> _Work request_: Among the lines of the records, count those containing the word "return", then give the number alone.

━━━━━━━━

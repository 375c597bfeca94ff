//! TF-IDF relevance scoring of corpus lines
//!
//! For each query term found in a line:
//!
//! ```text
//! tf  = count of term in line / words in line
//! idf = ln(corpus lines / lines containing term)
//! score += tf * idf
//! ```
//!
//! A term that occurs in every line has `idf = 0` and adds nothing.

use crate::corpus::{Corpus, CorpusLine};
use crate::tokenizer::normalize;
use std::collections::{BTreeSet, HashMap};

/// Occurrences of each normalized word
pub fn term_frequencies(words: &[&str]) -> HashMap<String, usize> {
    let mut counts = HashMap::new();
    for word in words {
        *counts.entry(normalize(word)).or_insert(0) += 1;
    }
    counts
}

/// Score one line against normalized query terms.
pub fn score_line(line: &CorpusLine<'_>, corpus: &Corpus<'_>, terms: &BTreeSet<String>) -> f64 {
    let counts = term_frequencies(&line.words);
    let line_len = line.words.len() as f64;
    let corpus_len = corpus.len() as f64;

    let mut score = 0.0;
    for term in terms {
        let Some(&count) = counts.get(term) else {
            continue;
        };
        // Present in this line, so present in the corpus
        let Some(lines_with_term) = corpus.frequency_of_key(term) else {
            continue;
        };

        let tf = count as f64 / line_len;
        let inverse_doc_ratio = lines_with_term as f64 / corpus_len;
        score += tf * (1.0 / inverse_doc_ratio).ln();
    }
    score
}

/// Scores for every corpus line, in corpus order.
pub fn score_corpus(corpus: &Corpus<'_>, terms: &BTreeSet<String>) -> Vec<f64> {
    corpus
        .lines()
        .iter()
        .map(|line| score_line(line, corpus, terms))
        .collect()
}

#[cfg(test)]
mod tests {
    use super::*;
    use crate::tokenizer::query_terms;

    fn approx_eq(a: f64, b: f64) -> bool {
        (a - b).abs() < 1e-12
    }

    #[test]
    fn test_term_frequencies_case_insensitive() {
        let counts = term_frequencies(&["Dog", "dog", "DOG", "cat"]);
        assert_eq!(counts.get("dog"), Some(&3));
        assert_eq!(counts.get("cat"), Some(&1));
        assert_eq!(counts.len(), 2);
    }

    #[test]
    fn test_score_corpus_formula() {
        let corpus = Corpus::build("cat dog\ndog dog\nbird");
        let scores = score_corpus(&corpus, &query_terms("dog"));

        let idf = (3.0f64 / 2.0).ln();
        assert!(approx_eq(scores[0], 0.5 * idf));
        assert!(approx_eq(scores[1], 1.0 * idf));
        assert_eq!(scores[2], 0.0);
    }

    #[test]
    fn test_score_sums_over_terms() {
        let corpus = Corpus::build("cat dog\ndog dog\nbird");
        let scores = score_corpus(&corpus, &query_terms("cat dog"));

        let expected = 0.5 * 3.0f64.ln() + 0.5 * (3.0f64 / 2.0).ln();
        assert!(approx_eq(scores[0], expected));
    }

    #[test]
    fn test_term_in_every_line_scores_zero() {
        let corpus = Corpus::build("a\na\na");
        let scores = score_corpus(&corpus, &query_terms("a"));
        assert_eq!(scores, vec![0.0, 0.0, 0.0]);
    }

    #[test]
    fn test_single_line_document_scores_zero() {
        let corpus = Corpus::build("one line only");
        let scores = score_corpus(&corpus, &query_terms("line"));
        assert_eq!(scores, vec![0.0]);
    }

    #[test]
    fn test_missing_term_contributes_nothing() {
        let corpus = Corpus::build("alpha beta\ngamma");
        let with_missing = score_corpus(&corpus, &query_terms("alpha missing"));
        let without = score_corpus(&corpus, &query_terms("alpha"));
        assert_eq!(with_missing, without);
    }

    #[test]
    fn test_empty_query_scores_zero() {
        let corpus = Corpus::build("alpha beta\ngamma");
        let scores = score_corpus(&corpus, &BTreeSet::new());
        assert_eq!(scores, vec![0.0, 0.0]);
    }

    #[test]
    fn test_scores_never_negative() {
        let corpus = Corpus::build("x y z\nx x\ny\nz z z z");
        for score in score_corpus(&corpus, &query_terms("x y z w")) {
            assert!(score >= 0.0);
        }
    }
}
//! # Line Rank
//!
//! Ranks the lines of a text document by TF-IDF relevance to a query.
//!
//! Line Rank provides:
//! - **Tokenizer** splitting text into ASCII-letter words
//! - **Line statistics** treating each word-bearing line as a document
//! - **TF-IDF scoring** of every line against the query words
//! - **Stable ranking** with a zero-score cutoff
//!
//! ## Quick Start
//!
//! ```rust
//! use linerank::{SearchOptions, Searcher};
//!
//! let text = "Rust is fast\nPython is popular\nRust is safe and fast";
//!
//! // Just the lines
//! let lines = linerank::search(text, "rust", 2);
//! assert_eq!(lines, vec!["Rust is fast", "Rust is safe and fast"]);
//!
//! // Lines with their line numbers and scores
//! let searcher = Searcher::new(SearchOptions { limit: 2 });
//! let results = searcher.search(text, "python");
//! assert_eq!(results[0].line_number, 2);
//! ```

pub mod corpus;
pub mod error;
pub mod output;
pub mod ranker;
pub mod scorer;
pub mod search;
pub mod tokenizer;

// Re-exports for convenience
pub use corpus::{Corpus, CorpusLine};
pub use error::{decode_document, Error, Result};
pub use output::{render, OutputFormat};
pub use search::{search, SearchOptions, SearchResult, Searcher};

/// Library version
pub const VERSION: &str = env!("CARGO_PKG_VERSION");
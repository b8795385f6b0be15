use clap::{Parser, Subcommand, ValueEnum};
use clap_verbosity_flag::{InfoLevel, Verbosity};
use ecobms_lib::protocol;
use std::time::Duration;

#[derive(Subcommand, Debug, Clone, PartialEq)]
pub enum CliCommands {
    /// Poll every device once and print the decoded telemetry
    Scan,
    /// Poll the devices periodically and print each pass
    Daemon {
        /// Interval between scan passes (e.g., "30s", "1m")
        #[clap(long, short, value_parser = humantime::parse_duration, default_value = "30s")]
        interval: Duration,
    },
    /// Print the hex encoding of a command frame
    Encode {
        /// Command to encode
        command: CommandArg,
    },
    /// Decode a captured response frame given as hex (e.g. "dd03001d...")
    Decode {
        /// Raw frame bytes as a hex string
        frame: String,
    },
}

#[derive(ValueEnum, Debug, Clone, Copy, PartialEq)]
pub enum CommandArg {
    /// Pack voltage, current, capacity, switches and temperature
    BasicInfo,
    /// Per-cell voltages
    CellVoltages,
    /// Hardware version string
    HardwareVersion,
}

impl From<CommandArg> for protocol::Command {
    fn from(arg: CommandArg) -> Self {
        match arg {
            CommandArg::BasicInfo => protocol::Command::BasicInfo,
            CommandArg::CellVoltages => protocol::Command::CellVoltages,
            CommandArg::HardwareVersion => protocol::Command::HardwareVersion,
        }
    }
}

const fn about_text() -> &'static str {
    "ECO-WORTHY BMS Bluetooth command line tool"
}

#[derive(Parser, Debug)]
#[command(version, about=about_text(), long_about = None)]
pub struct CliArgs {
    #[command(flatten)]
    pub verbose: Verbosity<InfoLevel>,

    /// Advertised Bluetooth name of a device; repeat for multiple devices
    #[arg(short, long = "device")]
    pub devices: Vec<String>,

    #[command(subcommand)]
    pub command: CliCommands,

    /// Timeout for one command exchange (e.g., "2s", "5s")
    #[arg(value_parser = humantime::parse_duration, long, default_value = "5s")]
    pub timeout: Duration,

    /// Settle time between devices within one scan pass (e.g., "2s")
    #[arg(value_parser = humantime::parse_duration, long, default_value = "2s")]
    pub settle: Duration,
}
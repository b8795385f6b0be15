//! Protocol engine for ECO-WORTHY / JBD battery management systems.
//!
//! The crate splits into layers:
//! * [`protocol`] encodes command frames and decodes response frames.
//! * [`reassembly`] collects transport chunks into whole frames.
//! * [`session`] drives one request/response exchange over an abstract link.
//! * [`scan`] polls a set of devices and keeps the latest snapshot of each.
//! * [`bluest_async`] implements the link over BLE GATT (feature
//!   `bluest-async`).
//! * [`mock`] provides scriptable in-memory links for testing.

mod error;

pub mod mock;
pub mod protocol;
pub mod reassembly;
pub mod scan;
pub mod session;

#[cfg(feature = "bluest-async")]
pub mod bluest_async;

pub use error::{Error, LinkError};
//! BLE link over the `bluest` crate.
//!
//! The devices expose a serial-over-GATT service: commands go to the write
//! characteristic, response chunks arrive as notifications on the notify
//! characteristic.

use std::time::Duration;

use async_trait::async_trait;
use bluest::{Adapter, Characteristic, Device, Uuid};
use futures_util::StreamExt;
use tokio::task::JoinHandle;

use crate::error::LinkError;
use crate::session::{ChunkSink, Link, Transport};

/// Serial service exposed by the BMS.
pub const SERVICE_UUID: Uuid = Uuid::from_u128(0x0000ff00_0000_1000_8000_00805f9b34fb);
/// Notifications with response chunks.
pub const NOTIFY_CHARACTERISTIC_UUID: Uuid = Uuid::from_u128(0x0000ff01_0000_1000_8000_00805f9b34fb);
/// Command frames are written here.
pub const WRITE_CHARACTERISTIC_UUID: Uuid = Uuid::from_u128(0x0000ff02_0000_1000_8000_00805f9b34fb);

/// How long to scan for an advertising device before giving up.
pub const DISCOVERY_TIMEOUT: Duration = Duration::from_secs(30);

fn transport_err(err: impl std::fmt::Display) -> LinkError {
    LinkError::Transport(err.to_string())
}

/// Opens [`BleLink`]s by advertised device name.
pub struct BleTransport {
    adapter: Adapter,
}

impl BleTransport {
    /// Grabs the default adapter and waits until it is powered on.
    pub async fn new() -> Result<Self, LinkError> {
        let adapter = Adapter::default()
            .await
            .ok_or_else(|| LinkError::Transport("no default Bluetooth adapter".into()))?;
        adapter.wait_available().await.map_err(transport_err)?;
        Ok(Self { adapter })
    }

    async fn discover(&self, name: &str) -> Result<Device, LinkError> {
        let mut scan = self
            .adapter
            .scan(&[SERVICE_UUID])
            .await
            .map_err(transport_err)?;
        while let Some(discovered) = scan.next().await {
            let device_name = discovered
                .device
                .name_async()
                .await
                .unwrap_or_default();
            log::trace!("Advertising device: {device_name}");
            if device_name == name {
                return Ok(discovered.device);
            }
        }
        Err(LinkError::Transport(format!("device {name} not found")))
    }
}

#[async_trait]
impl Transport for BleTransport {
    type Link = BleLink;

    async fn open(&mut self, address: &str) -> Result<Self::Link, LinkError> {
        let device = tokio::time::timeout(DISCOVERY_TIMEOUT, self.discover(address))
            .await
            .map_err(|_| {
                LinkError::Transport(format!("device {address} not seen within {DISCOVERY_TIMEOUT:?}"))
            })??;

        self.adapter
            .connect_device(&device)
            .await
            .map_err(transport_err)?;

        let service = device
            .discover_services_with_uuid(SERVICE_UUID)
            .await
            .map_err(transport_err)?
            .first()
            .ok_or_else(|| LinkError::Transport("serial service missing".into()))?
            .clone();
        let write = service
            .discover_characteristics_with_uuid(WRITE_CHARACTERISTIC_UUID)
            .await
            .map_err(transport_err)?
            .first()
            .ok_or_else(|| LinkError::Transport("write characteristic missing".into()))?
            .clone();
        let notify = service
            .discover_characteristics_with_uuid(NOTIFY_CHARACTERISTIC_UUID)
            .await
            .map_err(transport_err)?
            .first()
            .ok_or_else(|| LinkError::Transport("notify characteristic missing".into()))?
            .clone();

        log::debug!("Connected to {address}");
        Ok(BleLink {
            device,
            write,
            notify,
            forwarder: None,
        })
    }

    async fn close(&mut self, link: Self::Link) {
        if let Err(err) = self.adapter.disconnect_device(&link.device).await {
            log::warn!("Disconnect failed: {err}");
        }
    }
}

/// One GATT connection to a device.
pub struct BleLink {
    device: Device,
    write: Characteristic,
    notify: Characteristic,
    forwarder: Option<JoinHandle<()>>,
}

impl Drop for BleLink {
    fn drop(&mut self) {
        if let Some(forwarder) = self.forwarder.take() {
            forwarder.abort();
        }
    }
}

#[async_trait]
impl Link for BleLink {
    async fn is_connected(&self) -> bool {
        self.device.is_connected().await
    }

    async fn send(&mut self, bytes: &[u8]) -> Result<(), LinkError> {
        self.write.write(bytes).await.map_err(transport_err)
    }

    async fn subscribe(&mut self, sink: ChunkSink) {
        if let Some(forwarder) = self.forwarder.take() {
            forwarder.abort();
        }
        let notify = self.notify.clone();
        // Notifications carry no end-of-message marker, so every chunk is
        // delivered without a finality hint.
        self.forwarder = Some(tokio::spawn(async move {
            let mut stream = match notify.notify().await {
                Ok(stream) => stream,
                Err(err) => {
                    log::warn!("Failed to subscribe to notifications: {err}");
                    return;
                }
            };
            while let Some(item) = stream.next().await {
                match item {
                    Ok(chunk) => sink.deliver(&chunk, false),
                    Err(err) => {
                        log::warn!("Notification stream error: {err}");
                        break;
                    }
                }
            }
        }));
    }
}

━━━━━━━━

> _Reply_: 2